While the battery life is good in terms of the Apple Watch range (and thanks to the lack of an always-on display and an efficient chip at the heart, the best we’ve seen from Apple) compared to the rest of the market, it’s sorely lacking
If sleep tracking wasn’t so basic, this would present you with more of a conundrum – you’d have to decide whether to change your charging routine in order to take advantage of the feature, or just not use it very much. But all sleep tracking will do is tell you when you’ve been asleep, and several longer-lasting and cheaper smartwatches on the market can give you much more data.
If you’re after a cutting-edge Apple Watch, but don’t want to spend a huge amount of money, the Watch SE dispenses with ‘luxury’ features and just offers the things you need. It’s somewhere between the Apple Watch 4 and Apple Watch 5 in terms of power and features, and if you can get the older Watch 4 on a deal, it’s probably worth checking out.
But if you want a new Apple Watch, we absolutely recommend this model – as long as you can live without the always-on display.

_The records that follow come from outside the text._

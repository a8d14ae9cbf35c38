use async_trait::async_trait;
use bytes::Bytes;
use futures::StreamExt;
use reqwest::redirect::Policy;
use std::time::Duration;
use thiserror::Error;
use tokio_util::sync::CancellationToken;

use crate::config::Config;
use crate::util::{validate_url, UrlValidationError};

/// Errors that can occur while fetching a feed or an image.
///
/// Any of these means "no payload": callers never see bytes alongside an
/// error.
#[derive(Debug, Error)]
pub enum FetchError {
    /// Network-level error (DNS, connection, TLS, etc.)
    #[error("Request failed: {0}")]
    Network(#[from] reqwest::Error),
    /// HTTP response with non-2xx status code
    #[error("HTTP error: status {0}")]
    HttpStatus(u16),
    /// Request exceeded the configured timeout
    #[error("Request timed out")]
    Timeout,
    /// Response body exceeded the size limit
    #[error("Response too large (exceeds {0} bytes)")]
    ResponseTooLarge(usize),
    /// Response was incomplete (received fewer bytes than Content-Length)
    #[error("Incomplete response: expected {expected} bytes, received {received}")]
    IncompleteResponse { expected: u64, received: usize },
    /// URL failed validation before any request was made
    #[error("Invalid URL: {0}")]
    InvalidUrl(#[from] UrlValidationError),
    /// The cancellation token fired before the request completed
    #[error("Request cancelled")]
    Cancelled,
}

impl FetchError {
    /// Returns true if this error is transient and the request may be retried.
    pub fn is_retryable(&self) -> bool {
        match self {
            FetchError::Timeout | FetchError::IncompleteResponse { .. } => true,
            // Redirect loops and bad requests fail the same way every time
            FetchError::Network(e) => !e.is_redirect() && !e.is_builder(),
            FetchError::HttpStatus(status) => *status >= 500,
            FetchError::ResponseTooLarge(_) | FetchError::InvalidUrl(_) | FetchError::Cancelled => {
                false
            }
        }
    }
}

const MAX_REDIRECTS: usize = 3;

/// Source of raw bytes for a URL.
///
/// One call issues at most one request. Retrying is the caller's decision.
#[async_trait]
pub trait Fetcher: Send + Sync {
    async fn fetch(&self, url: &str, cancel: &CancellationToken) -> Result<Bytes, FetchError>;
}

/// Create a redirect policy with loop detection and limited hops.
///
/// - Follows at most [`MAX_REDIRECTS`] hops
/// - Detects redirect loops (same URL appearing twice in chain)
fn create_redirect_policy() -> Policy {
    Policy::custom(|attempt| {
        // `previous()` starts with the original request URL, so it holds
        // one more entry than the number of redirects already followed.
        let hop = attempt.previous().len();
        if hop > MAX_REDIRECTS {
            return attempt.error("Too many redirects (max 3)");
        }

        let url = attempt.url();
        for prev in attempt.previous() {
            if prev.as_str() == url.as_str() {
                return attempt.error("Redirect loop detected");
            }
        }

        tracing::debug!(
            from = %attempt.previous().last().map(|u| u.as_str()).unwrap_or("initial"),
            to = %url,
            hop,
            "Following redirect"
        );

        attempt.follow()
    })
}

/// Build the shared HTTP client from configuration.
///
/// The client is cheap to clone; feed and image fetchers share one
/// connection pool.
pub fn build_client(config: &Config) -> Result<reqwest::Client, reqwest::Error> {
    reqwest::Client::builder()
        .user_agent(config.user_agent.as_str())
        .redirect(create_redirect_policy())
        .connect_timeout(config.request_timeout())
        .build()
}

/// reqwest-backed [`Fetcher`] with a per-request timeout and body size limit.
#[derive(Clone)]
pub struct HttpFetcher {
    client: reqwest::Client,
    timeout: Duration,
    max_bytes: usize,
}

impl HttpFetcher {
    pub fn new(client: reqwest::Client, timeout: Duration, max_bytes: usize) -> Self {
        Self {
            client,
            timeout,
            max_bytes,
        }
    }

    /// Fetcher for the feed payload, limited to `max_feed_bytes`.
    pub fn for_feed(client: reqwest::Client, config: &Config) -> Self {
        Self::new(client, config.request_timeout(), config.max_feed_bytes)
    }

    /// Fetcher for thumbnails, limited to `max_image_bytes`.
    pub fn for_images(client: reqwest::Client, config: &Config) -> Self {
        Self::new(client, config.request_timeout(), config.max_image_bytes)
    }

    async fn fetch_once(&self, url: url::Url) -> Result<Bytes, FetchError> {
        let response = self.client.get(url).send().await?;

        // Status is checked before the body is read; a 404 page is never
        // handed to the decoder.
        if !response.status().is_success() {
            return Err(FetchError::HttpStatus(response.status().as_u16()));
        }

        read_limited_bytes(response, self.max_bytes).await
    }
}

#[async_trait]
impl Fetcher for HttpFetcher {
    async fn fetch(&self, url: &str, cancel: &CancellationToken) -> Result<Bytes, FetchError> {
        let parsed = validate_url(url)?;

        tokio::select! {
            biased;
            _ = cancel.cancelled() => {
                tracing::trace!(url = %url, "Fetch cancelled");
                Err(FetchError::Cancelled)
            }
            result = tokio::time::timeout(self.timeout, self.fetch_once(parsed)) => {
                result.map_err(|_| FetchError::Timeout)?
            }
        }
    }
}

async fn read_limited_bytes(response: reqwest::Response, limit: usize) -> Result<Bytes, FetchError> {
    let expected_length = response.content_length();

    // Fast path: check Content-Length header
    if let Some(len) = expected_length {
        if len > limit as u64 {
            return Err(FetchError::ResponseTooLarge(limit));
        }
    }

    let mut bytes = Vec::new();
    let mut stream = response.bytes_stream();

    while let Some(chunk) = stream.next().await {
        // hyper surfaces a body cut short of Content-Length as a body error
        let chunk = chunk.map_err(|e| match expected_length {
            Some(expected) if e.is_body() && (bytes.len() as u64) < expected => {
                FetchError::IncompleteResponse {
                    expected,
                    received: bytes.len(),
                }
            }
            _ => FetchError::Network(e),
        })?;
        if bytes.len().saturating_add(chunk.len()) > limit {
            return Err(FetchError::ResponseTooLarge(limit));
        }
        bytes.extend_from_slice(&chunk);
    }

    if let Some(expected) = expected_length {
        if (bytes.len() as u64) < expected {
            return Err(FetchError::IncompleteResponse {
                expected,
                received: bytes.len(),
            });
        }
    }

    Ok(Bytes::from(bytes))
}
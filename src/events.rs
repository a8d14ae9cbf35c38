//! Applies background completions to the view model.
//!
//! Every state change caused by network work funnels through
//! [`handle_app_event`], which must run on the task that owns the
//! [`FeedViewModel`]. This is the marshalling point between fetch tasks and
//! the presentation layer.

use bytes::Bytes;

use crate::app::{AppEvent, FeedState, FeedViewModel};
use crate::feed::{ArticleFeed, FetchError, LoadError};
use crate::presenter::LOAD_FAILED_MESSAGE;

pub fn handle_app_event(vm: &mut FeedViewModel, event: AppEvent) {
    match event {
        AppEvent::FeedLoaded { generation, result } => {
            handle_feed_loaded(vm, generation, result);
        }
        AppEvent::ImageLoaded { url, result } => {
            handle_image_loaded(vm, url, result);
        }
    }
}

fn handle_feed_loaded(
    vm: &mut FeedViewModel,
    generation: u64,
    result: Result<ArticleFeed, LoadError>,
) {
    // A newer load_feed superseded this one; its own completion will report.
    if generation != vm.feed_generation {
        tracing::debug!(
            expected = vm.feed_generation,
            got = generation,
            "Ignoring stale feed load (generation mismatch)"
        );
        return;
    }

    vm.feed_loading = false;

    match result {
        Ok(feed) => {
            let rows = feed.len();
            vm.state = FeedState::Loaded(feed);
            tracing::info!(url = %vm.feed_url, rows, "Feed loaded");
            vm.presenter.on_feed_loaded(rows);
        }
        Err(e) => {
            tracing::warn!(url = %vm.feed_url, error = %e, "Feed load failed");
            vm.presenter.on_loading_failed(LOAD_FAILED_MESSAGE);
        }
    }
}

fn handle_image_loaded(vm: &mut FeedViewModel, url: String, result: Result<Bytes, FetchError>) {
    vm.in_flight.remove(&url);

    match result {
        Ok(bytes) => {
            tracing::debug!(url = %url, bytes = bytes.len(), "Finished image fetch");
            vm.cache.put(url.clone(), bytes);

            // Rows are matched by article identity in the *current* feed; the
            // feed may have been replaced since the fetch was spawned.
            if let FeedState::Loaded(feed) = &vm.state {
                for article in feed.with_image(&url) {
                    vm.presenter.on_row_image_ready(&article.id);
                }
            }
        }
        Err(FetchError::Cancelled) => {
            tracing::trace!(url = %url, "Image fetch cancelled");
        }
        Err(e) => {
            // Row stays pending; the next row_data call for it will retry.
            tracing::debug!(url = %url, error = %e, "Image fetch failed");
        }
    }
}

#[cfg(test)]
mod tests {
    use super::*;
    use crate::cache::ImageCache;
    use crate::feed::{Article, Fetcher};
    use crate::presenter::Presenter;
    use async_trait::async_trait;
    use std::sync::{Arc, Mutex};
    use tokio::sync::mpsc;
    use tokio_util::sync::CancellationToken;

    /// Never resolves; events in these tests are injected by hand.
    struct PendingFetcher;

    #[async_trait]
    impl Fetcher for PendingFetcher {
        async fn fetch(&self, _url: &str, cancel: &CancellationToken) -> Result<Bytes, FetchError> {
            cancel.cancelled().await;
            Err(FetchError::Cancelled)
        }
    }

    #[derive(Clone, Default)]
    struct Calls(Arc<Mutex<Vec<String>>>);

    impl Calls {
        fn take(&self) -> Vec<String> {
            std::mem::take(&mut *self.0.lock().unwrap())
        }
    }

    impl Presenter for Calls {
        fn on_loading_started(&mut self) {
            self.0.lock().unwrap().push("started".into());
        }
        fn on_loading_failed(&mut self, message: &str) {
            self.0.lock().unwrap().push(format!("failed:{message}"));
        }
        fn on_feed_loaded(&mut self, row_count: usize) {
            self.0.lock().unwrap().push(format!("loaded:{row_count}"));
        }
        fn on_row_image_ready(&mut self, article_id: &str) {
            self.0.lock().unwrap().push(format!("image:{article_id}"));
        }
    }

    fn view_model() -> (FeedViewModel, Calls, mpsc::Receiver<AppEvent>) {
        let (tx, rx) = mpsc::channel(16);
        let calls = Calls::default();
        let vm = FeedViewModel::new(
            "http://x/feed.json",
            Arc::new(PendingFetcher),
            Arc::new(PendingFetcher),
            Box::new(ImageCache::default()),
            Box::new(calls.clone()),
            tx,
        );
        (vm, calls, rx)
    }

    fn feed(entries: &[(&str, &str)]) -> ArticleFeed {
        entries
            .iter()
            .map(|(id, image)| Article {
                id: id.to_string(),
                title: format!("Title {id}"),
                author_name: "Author".to_string(),
                image_url: image.to_string(),
            })
            .collect::<Vec<_>>()
            .into()
    }

    #[tokio::test]
    async fn test_stale_feed_generation_ignored() {
        let (mut vm, calls, _rx) = view_model();
        vm.load_feed();
        vm.load_feed();
        assert_eq!(vm.feed_generation, 2);
        calls.take();

        handle_app_event(
            &mut vm,
            AppEvent::FeedLoaded {
                generation: 1,
                result: Ok(feed(&[("1", "http://x/1.png")])),
            },
        );
        assert_eq!(vm.row_count(), 0);
        assert!(vm.is_loading());
        assert!(calls.take().is_empty());

        handle_app_event(
            &mut vm,
            AppEvent::FeedLoaded {
                generation: 2,
                result: Ok(feed(&[("1", "http://x/1.png"), ("2", "http://x/2.png")])),
            },
        );
        assert_eq!(vm.row_count(), 2);
        assert!(!vm.is_loading());
        assert_eq!(calls.take(), vec!["loaded:2"]);
    }

    #[tokio::test]
    async fn test_failed_reload_keeps_previous_rows() {
        let (mut vm, calls, _rx) = view_model();
        vm.load_feed();
        handle_app_event(
            &mut vm,
            AppEvent::FeedLoaded {
                generation: 1,
                result: Ok(feed(&[("1", "http://x/1.png")])),
            },
        );
        vm.load_feed();
        handle_app_event(
            &mut vm,
            AppEvent::FeedLoaded {
                generation: 2,
                result: Err(LoadError::Fetch(FetchError::Timeout)),
            },
        );

        assert_eq!(vm.row_count(), 1);
        assert_eq!(
            calls.take(),
            vec![
                "started".to_string(),
                "loaded:1".to_string(),
                "started".to_string(),
                format!("failed:{LOAD_FAILED_MESSAGE}"),
            ]
        );
    }

    #[tokio::test]
    async fn test_image_ready_notifies_every_row_sharing_url() {
        let (mut vm, calls, _rx) = view_model();
        vm.state = FeedState::Loaded(feed(&[
            ("a", "http://x/shared.png"),
            ("b", "http://x/2.png"),
            ("c", "http://x/shared.png"),
        ]));

        assert!(vm.row_data(0).unwrap().image.is_pending());
        assert!(vm.row_data(2).unwrap().image.is_pending());
        assert_eq!(vm.in_flight_images(), 1);

        handle_app_event(
            &mut vm,
            AppEvent::ImageLoaded {
                url: "http://x/shared.png".into(),
                result: Ok(Bytes::from_static(b"img")),
            },
        );

        assert_eq!(vm.in_flight_images(), 0);
        assert_eq!(calls.take(), vec!["image:a", "image:c"]);
        assert!(!vm.row_data(2).unwrap().image.is_pending());
    }

    #[tokio::test]
    async fn test_image_for_replaced_feed_caches_without_notifying() {
        let (mut vm, calls, _rx) = view_model();
        vm.state = FeedState::Loaded(feed(&[("a", "http://x/1.png")]));
        vm.row_data(0);
        vm.state = FeedState::Loaded(feed(&[("z", "http://x/9.png")]));

        handle_app_event(
            &mut vm,
            AppEvent::ImageLoaded {
                url: "http://x/1.png".into(),
                result: Ok(Bytes::from_static(b"img")),
            },
        );

        assert!(calls.take().is_empty());
        assert_eq!(vm.cached_images(), 1);
    }

    #[tokio::test]
    async fn test_image_failure_is_swallowed() {
        let (mut vm, calls, _rx) = view_model();
        vm.state = FeedState::Loaded(feed(&[("a", "http://x/1.png")]));
        vm.row_data(0);

        handle_app_event(
            &mut vm,
            AppEvent::ImageLoaded {
                url: "http://x/1.png".into(),
                result: Err(FetchError::HttpStatus(404)),
            },
        );

        assert!(calls.take().is_empty());
        assert_eq!(vm.in_flight_images(), 0);
        assert_eq!(vm.cached_images(), 0);
        assert!(vm.row_data(0).unwrap().image.is_pending());
    }
}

Apple Watch SE price on the date of release :
The price of the Apple Watch SE will depend on whether you opt for the GPS-only version or the cellular edition, and whether you prefer the simple Solo Loop / Sport band, or the more elegant Braided Solo Loop.
We were sent samples of the Solo Loop, but unfortunately they were a little too large for our wrists. However, there was something much more pleasing about just slipping them on, rather than having to fiddle with a buckle instead.

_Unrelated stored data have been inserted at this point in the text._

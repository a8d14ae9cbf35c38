use thiserror::Error;
use url::Url;

/// Errors that can occur when validating a feed or image URL.
#[derive(Error, Debug)]
pub enum UrlValidationError {
    /// The URL string could not be parsed.
    #[error("Invalid URL: {0}")]
    InvalidUrl(#[from] url::ParseError),
    /// The URL uses a scheme other than http or https.
    #[error("Unsupported scheme: {0} (only http/https allowed)")]
    UnsupportedScheme(String),
    /// The URL has no host component.
    #[error("URL has no host")]
    MissingHost,
}

/// Validates a URL string before it is handed to the HTTP client.
///
/// Feed payloads are server-controlled, so image URLs get the same check as
/// the configured feed URL: it must parse, use `http` or `https`, and name
/// a host. Private and loopback hosts are allowed, since test servers and
/// local mirrors live there.
///
/// # Examples
///
/// ```
/// use mbgfeed::util::validate_url;
///
/// let url = validate_url("https://example.com/feed.json").unwrap();
/// assert_eq!(url.host_str(), Some("example.com"));
///
/// assert!(validate_url("file:///etc/passwd").is_err());
/// assert!(validate_url("not a url").is_err());
/// ```
pub fn validate_url(url_str: &str) -> Result<Url, UrlValidationError> {
    let url = Url::parse(url_str.trim())?;

    match url.scheme() {
        "http" | "https" => {}
        scheme => return Err(UrlValidationError::UnsupportedScheme(scheme.to_owned())),
    }

    if url.host_str().is_none_or(str::is_empty) {
        return Err(UrlValidationError::MissingHost);
    }

    Ok(url)
}
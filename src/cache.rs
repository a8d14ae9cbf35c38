//! In-memory thumbnail cache keyed by image URL.
//!
//! [`ImageCache`] is the default: an unbounded map that is only emptied by
//! [`ImageStore::clear`] on memory pressure. Unbounded growth is a known
//! weakness, kept because the feed is small and memory pressure is the only
//! eviction signal the host gives us.
//!
//! [`BoundedImageCache`] is an opt-in extension layer (`image_cache_capacity`
//! in the config) that adds least-recently-used eviction. `clear` remains
//! the only external eviction trigger for both.

use bytes::Bytes;
use lru::LruCache;
use std::collections::HashMap;
use std::num::NonZeroUsize;

/// Storage for fetched thumbnails.
///
/// `get` takes `&mut self` so that LRU implementations can record the hit.
pub trait ImageStore: Send {
    fn get(&mut self, key: &str) -> Option<Bytes>;
    /// Insert or overwrite.
    fn put(&mut self, key: String, image: Bytes);
    /// Drop every entry.
    fn clear(&mut self);
    fn len(&self) -> usize;

    fn is_empty(&self) -> bool {
        self.len() == 0
    }
}

/// Build the store selected by configuration: `0` means unbounded.
pub fn image_store(capacity: usize) -> Box<dyn ImageStore> {
    match NonZeroUsize::new(capacity) {
        Some(capacity) => Box::new(BoundedImageCache::new(capacity)),
        None => Box::new(ImageCache::default()),
    }
}

// ============================================================================
// Unbounded cache
// ============================================================================

#[derive(Debug, Default)]
pub struct ImageCache {
    entries: HashMap<String, Bytes>,
}

impl ImageStore for ImageCache {
    fn get(&mut self, key: &str) -> Option<Bytes> {
        self.entries.get(key).cloned()
    }

    fn put(&mut self, key: String, image: Bytes) {
        self.entries.insert(key, image);
    }

    fn clear(&mut self) {
        self.entries.clear();
        self.entries.shrink_to_fit();
    }

    fn len(&self) -> usize {
        self.entries.len()
    }
}

// ============================================================================
// LRU-bounded extension
// ============================================================================

pub struct BoundedImageCache {
    entries: LruCache<String, Bytes>,
}

impl BoundedImageCache {
    pub fn new(capacity: NonZeroUsize) -> Self {
        Self {
            entries: LruCache::new(capacity),
        }
    }
}

impl ImageStore for BoundedImageCache {
    fn get(&mut self, key: &str) -> Option<Bytes> {
        self.entries.get(key).cloned()
    }

    fn put(&mut self, key: String, image: Bytes) {
        self.entries.put(key, image);
    }

    fn clear(&mut self) {
        self.entries.clear();
    }

    fn len(&self) -> usize {
        self.entries.len()
    }
}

The Apple Watch SE is available now from the Apple Store or online, having gone on sale September 18, 2020, in key territories worldwide.

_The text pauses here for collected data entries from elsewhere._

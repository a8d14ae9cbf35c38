//! Utility functions shared by the fetcher and the configuration layer.
//!
//! - **URL validation**: scheme and host checks before a request is issued

mod url_validator;

pub use url_validator::{validate_url, UrlValidationError};
use std::ops::Deref;
use std::sync::Arc;

// ============================================================================
// Article
// ============================================================================

/// One article summary from the feed.
///
/// Immutable once decoded. `id` is the stable identity used to match
/// late-arriving image completions to rows; row indices are never used for
/// that.
#[derive(Debug, Clone, PartialEq, Eq)]
pub struct Article {
    pub id: String,
    pub title: String,
    pub author_name: String,
    pub image_url: String,
}

// ============================================================================
// ArticleFeed
// ============================================================================

/// Ordered, immutable snapshot of a decoded feed.
///
/// Order is the server-provided order and drives row order. Cloning is O(1)
/// (`Arc<[Article]>`), so the view model can hand the snapshot to consumers
/// without copying article strings.
#[derive(Debug, Clone, PartialEq, Eq, Default)]
pub struct ArticleFeed {
    articles: Arc<[Article]>,
}

impl ArticleFeed {
    pub fn new(articles: Vec<Article>) -> Self {
        Self {
            articles: articles.into(),
        }
    }

    /// Find an article by its stable id.
    pub fn find(&self, id: &str) -> Option<&Article> {
        self.articles.iter().find(|a| a.id == id)
    }

    /// Articles whose thumbnail is `image_url`, in row order.
    pub fn with_image<'a>(&'a self, image_url: &'a str) -> impl Iterator<Item = &'a Article> {
        self.articles.iter().filter(move |a| a.image_url == image_url)
    }
}

impl Deref for ArticleFeed {
    type Target = [Article];

    fn deref(&self) -> &[Article] {
        &self.articles
    }
}

impl From<Vec<Article>> for ArticleFeed {
    fn from(articles: Vec<Article>) -> Self {
        Self::new(articles)
    }
}
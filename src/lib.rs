//! Article feed client.
//!
//! Fetches a remote JSON article feed, exposes it as an ordered list of rows
//! and loads row thumbnails on demand into an in-memory cache.
//!
//! - [`feed`] - HTTP fetching and typed decoding of the payload
//! - [`cache`] - thumbnail storage, cleared on memory pressure
//! - [`app`] - [`FeedViewModel`], the row model driven by background fetches
//! - [`events`] - applies fetch completions on the owning task
//! - [`presenter`] - outbound callbacks to whatever draws the rows
//! - [`config`] - TOML configuration

pub mod app;
pub mod cache;
pub mod config;
pub mod events;
pub mod feed;
pub mod presenter;
pub mod util;

pub use app::{AppEvent, ArticleSelection, FeedState, FeedViewModel, ImageState, RowData};
pub use events::handle_app_event;
pub use presenter::Presenter;
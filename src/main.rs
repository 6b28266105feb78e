//! Atlas Agent - HTTP Server Entry Point
//!
//! Starts the HTTP server that exposes the chat agent API.

use atlas_agent::{api, config::Config};
use tracing::info;
use tracing_subscriber::{layer::SubscriberExt, util::SubscriberInitExt};

#[tokio::main]
async fn main() -> anyhow::Result<()> {
    // Initialize logging
    tracing_subscriber::registry()
        .with(
            tracing_subscriber::EnvFilter::try_from_default_env()
                .unwrap_or_else(|_| "atlas_agent=debug,tower_http=debug".into()),
        )
        .with(tracing_subscriber::fmt::layer())
        .init();

    // Load configuration
    let config = Config::from_env()?;
    info!(
        "Loaded configuration: model={}, tables={}, layers={}",
        config.reasoning.model,
        config.local_tables.len(),
        config.remote_layers.len()
    );

    api::serve(config).await?;

    Ok(())
}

Apple Watch SE prices – Solo Loop / Sport Band
Apple Watch SE prices – Braided Solo Loop
A basic ‘upgrade’
The first question you might be asking is: what does the Apple Watch SE actually replace? It doesn’t have the always-on display of the Watch 5, but it has more power than the Watch 4, so if those two devices were still on sale we might well be calling it the Apple Watch 4.5.
With that in mind, what upgrades, if you can call them that, does the SE bring over the Watch 4 (which as mentioned is no longer on sale)?
The main change is to the chipset inside – we found that the battery life of the Apple Watch 5 improved markedly when the always-on display was turned off, and given that’s not an issue with the Watch SE, we’re expecting good battery life from this device – and that’s what we’re seeing in the first couple of days of having it strapped it to our wrist.
There are still reams of useful features on the Apple Watch SE that those upgrading from the Apple Watch 3 would enjoy, and a lot of them are great for health tracking too – which is fast becoming the primary reason to buy this Watch.
The decibel meter on board the Watch SE does a good job of alerting you when the sound around you is too high. The sleep tracking – which admittedly is available on any Watch capable of running the new WatchOS 7 these days – is useful, even if it’s not as fully-featured as dedicated sleep monitors, with things like time spent in deep, restorative sleep not specified.
The constantly-running altimeter is useful to let you know the true reflection of your elevation on a run – to the nearest foot according to Apple, although in side-by-side tests with the Apple Watch 6 on a workout we found that the height climbed and descended varied by 10-15 meters on a two-mile run.
Not massive, but we wouldn’t use the Watch SE to calculate our exact elevation stats on any workout.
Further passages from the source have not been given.